*Records*
++++++++++++++++++++

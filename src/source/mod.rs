pub(crate) mod decode;
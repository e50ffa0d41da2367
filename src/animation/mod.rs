pub(crate) mod accumulate;
pub(crate) mod frame;
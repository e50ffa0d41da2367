pub(crate) mod pipeline;
pub(crate) mod text;
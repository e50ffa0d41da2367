use std::io::{self, Write};

use crate::render::text::TextFrame;

/// ANSI sequence that clears the screen and homes the cursor.
pub const CLEAR_SCREEN: &str = "\x1b[2J\x1b[H";

/// Destination for played-back text frames.
///
/// A frame is delivered as `begin_frame`, zero or more `write_line` calls, then `end_frame`.
/// Playback may stop a frame early, in which case fewer lines than the frame height arrive
/// before `end_frame`.
pub trait TextSink: Send {
    /// Start frame `index`. Terminal sinks clear the screen first when `clear` is set.
    fn begin_frame(&mut self, index: usize, clear: bool) -> io::Result<()>;

    /// Write one row of the current frame, without a line terminator.
    fn write_line(&mut self, line: &str) -> io::Result<()>;

    /// Finish the current frame (for terminals: flush).
    fn end_frame(&mut self) -> io::Result<()>;
}

/// Terminal-style sink over any writer.
#[derive(Debug)]
pub struct TerminalSink<W> {
    out: W,
}

impl<W: Write + Send> TerminalSink<W> {
    /// Sink writing to `out`.
    pub fn new(out: W) -> Self {
        Self { out }
    }

    /// Recover the underlying writer.
    pub fn into_inner(self) -> W {
        self.out
    }
}

impl<W: Write + Send> TextSink for TerminalSink<W> {
    fn begin_frame(&mut self, _index: usize, clear: bool) -> io::Result<()> {
        if clear {
            self.out.write_all(CLEAR_SCREEN.as_bytes())?;
        }
        Ok(())
    }

    fn write_line(&mut self, line: &str) -> io::Result<()> {
        self.out.write_all(line.as_bytes())?;
        self.out.write_all(b"\n")
    }

    fn end_frame(&mut self) -> io::Result<()> {
        self.out.flush()
    }
}

/// A frame as seen by [`InMemorySink`].
#[derive(Clone, Debug, Default, PartialEq, Eq)]
pub struct SinkFrame {
    /// Index of the frame in the played sequence.
    pub index: usize,
    /// Whether the frame was started with a clear.
    pub cleared: bool,
    /// Rows received, in order.
    pub lines: Vec<String>,
}

/// Sink that records every frame it receives.
#[derive(Clone, Debug, Default)]
pub struct InMemorySink {
    /// Frames in arrival order.
    pub frames: Vec<SinkFrame>,
}

impl TextSink for InMemorySink {
    fn begin_frame(&mut self, index: usize, clear: bool) -> io::Result<()> {
        self.frames.push(SinkFrame {
            index,
            cleared: clear,
            lines: Vec::new(),
        });
        Ok(())
    }

    fn write_line(&mut self, line: &str) -> io::Result<()> {
        match self.frames.last_mut() {
            Some(frame) => {
                frame.lines.push(line.to_owned());
                Ok(())
            }
            None => Err(io::Error::other("write_line before begin_frame")),
        }
    }

    fn end_frame(&mut self) -> io::Result<()> {
        Ok(())
    }
}

/// Write frames as plain text: each frame is preceded by an empty line, one row per line.
pub fn write_text_frames<W: Write + ?Sized>(out: &mut W, frames: &[TextFrame]) -> io::Result<()> {
    for frame in frames {
        writeln!(out)?;
        write!(out, "{frame}")?;
    }
    out.flush()
}

#[cfg(test)]
#[path = "../../tests/unit/playback/sink.rs"]
mod tests;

++++++++++++++++++++

*What is expected*
Up to and including the line that contains "the underlying writer.", restate word for word every line of the entries, starting from the first.

*Solution to this exercise*
filename src/source/mod.rs
pub(crate) mod decode;
repository e50ffa0d41da2367
filename src/animation/mod.rs
pub(crate) mod accumulate;
pub(crate) mod frame;
repository e50ffa0d41da2367
pub(crate) mod pipeline;
pub(crate) mod text;
repository e50ffa0d41da2367
use std::io::{self, Write};

use crate::render::text::TextFrame;

/// ANSI sequence that clears the screen and homes the cursor.
pub const CLEAR_SCREEN: &str = "\x1b[2J\x1b[H";

/// Destination for played-back text frames.
///
/// A frame is delivered as `begin_frame`, zero or more `write_line` calls, then `end_frame`.
/// Playback may stop a frame early, in which case fewer lines than the frame height arrive
/// before `end_frame`.
pub trait TextSink: Send {
    /// Start frame `index`. Terminal sinks clear the screen first when `clear` is set.
    fn begin_frame(&mut self, index: usize, clear: bool) -> io::Result<()>;

    /// Write one row of the current frame, without a line terminator.
    fn write_line(&mut self, line: &str) -> io::Result<()>;

    /// Finish the current frame (for terminals: flush).
    fn end_frame(&mut self) -> io::Result<()>;
}

/// Terminal-style sink over any writer.
#[derive(Debug)]
pub struct TerminalSink<W> {
    out: W,
}

impl<W: Write + Send> TerminalSink<W> {
    /// Sink writing to `out`.
    pub fn new(out: W) -> Self {
        Self { out }
    }

    /// Recover the underlying writer.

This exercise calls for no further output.